Material provided
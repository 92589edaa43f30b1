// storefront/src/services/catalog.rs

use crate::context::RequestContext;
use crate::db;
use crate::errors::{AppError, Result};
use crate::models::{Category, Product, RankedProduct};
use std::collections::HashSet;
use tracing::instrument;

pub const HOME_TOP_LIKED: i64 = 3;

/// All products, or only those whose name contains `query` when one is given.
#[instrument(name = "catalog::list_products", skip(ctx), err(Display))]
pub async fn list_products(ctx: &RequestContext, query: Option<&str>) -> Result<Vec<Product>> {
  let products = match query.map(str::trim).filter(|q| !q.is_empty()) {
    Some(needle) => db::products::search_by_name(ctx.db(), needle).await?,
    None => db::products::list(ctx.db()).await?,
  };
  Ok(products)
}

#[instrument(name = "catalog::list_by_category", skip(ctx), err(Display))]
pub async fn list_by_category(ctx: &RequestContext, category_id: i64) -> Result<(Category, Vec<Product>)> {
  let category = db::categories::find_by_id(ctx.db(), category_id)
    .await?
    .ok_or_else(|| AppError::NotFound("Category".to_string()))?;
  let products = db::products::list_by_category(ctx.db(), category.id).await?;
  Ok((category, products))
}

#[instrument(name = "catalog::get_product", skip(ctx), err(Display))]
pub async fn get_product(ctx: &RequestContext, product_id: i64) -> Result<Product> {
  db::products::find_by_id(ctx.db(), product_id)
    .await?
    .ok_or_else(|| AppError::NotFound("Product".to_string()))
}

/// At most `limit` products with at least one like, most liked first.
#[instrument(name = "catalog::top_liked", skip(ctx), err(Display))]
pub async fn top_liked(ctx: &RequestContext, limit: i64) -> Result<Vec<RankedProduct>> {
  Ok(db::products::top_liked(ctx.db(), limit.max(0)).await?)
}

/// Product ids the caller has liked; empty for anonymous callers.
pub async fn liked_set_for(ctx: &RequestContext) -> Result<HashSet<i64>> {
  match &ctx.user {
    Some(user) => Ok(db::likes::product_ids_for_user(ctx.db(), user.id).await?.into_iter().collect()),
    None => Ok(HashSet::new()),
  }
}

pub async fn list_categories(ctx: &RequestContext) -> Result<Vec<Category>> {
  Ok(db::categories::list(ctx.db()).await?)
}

Problem description
For each record above, give it again without a single change.

Your response
repository 92589edaa43f30b1
// storefront/src/services/catalog.rs

use crate::context::RequestContext;
use crate::db;
use crate::errors::{AppError, Result};
use crate::models::{Category, Product, RankedProduct};
use std::collections::HashSet;
use tracing::instrument;

pub const HOME_TOP_LIKED: i64 = 3;

/// All products, or only those whose name contains `query` when one is given.
#[instrument(name = "catalog::list_products", skip(ctx), err(Display))]
pub async fn list_products(ctx: &RequestContext, query: Option<&str>) -> Result<Vec<Product>> {
  let products = match query.map(str::trim).filter(|q| !q.is_empty()) {
    Some(needle) => db::products::search_by_name(ctx.db(), needle).await?,
    None => db::products::list(ctx.db()).await?,
  };
  Ok(products)
}

#[instrument(name = "catalog::list_by_category", skip(ctx), err(Display))]
pub async fn list_by_category(ctx: &RequestContext, category_id: i64) -> Result<(Category, Vec<Product>)> {
  let category = db::categories::find_by_id(ctx.db(), category_id)
    .await?
    .ok_or_else(|| AppError::NotFound("Category".to_string()))?;
  let products = db::products::list_by_category(ctx.db(), category.id).await?;
  Ok((category, products))
}

#[instrument(name = "catalog::get_product", skip(ctx), err(Display))]
pub async fn get_product(ctx: &RequestContext, product_id: i64) -> Result<Product> {
  db::products::find_by_id(ctx.db(), product_id)
    .await?
    .ok_or_else(|| AppError::NotFound("Product".to_string()))
}

/// At most `limit` products with at least one like, most liked first.
#[instrument(name = "catalog::top_liked", skip(ctx), err(Display))]
pub async fn top_liked(ctx: &RequestContext, limit: i64) -> Result<Vec<RankedProduct>> {
  Ok(db::products::top_liked(ctx.db(), limit.max(0)).await?)
}

/// Product ids the caller has liked; empty for anonymous callers.
pub async fn liked_set_for(ctx: &RequestContext) -> Result<HashSet<i64>> {
  match &ctx.user {
    Some(user) => Ok(db::likes::product_ids_for_user(ctx.db(), user.id).await?.into_iter().collect()),
    None => Ok(HashSet::new()),
  }
}

pub async fn list_categories(ctx: &RequestContext) -> Result<Vec<Category>> {
  Ok(db::categories::list(ctx.db()).await?)
}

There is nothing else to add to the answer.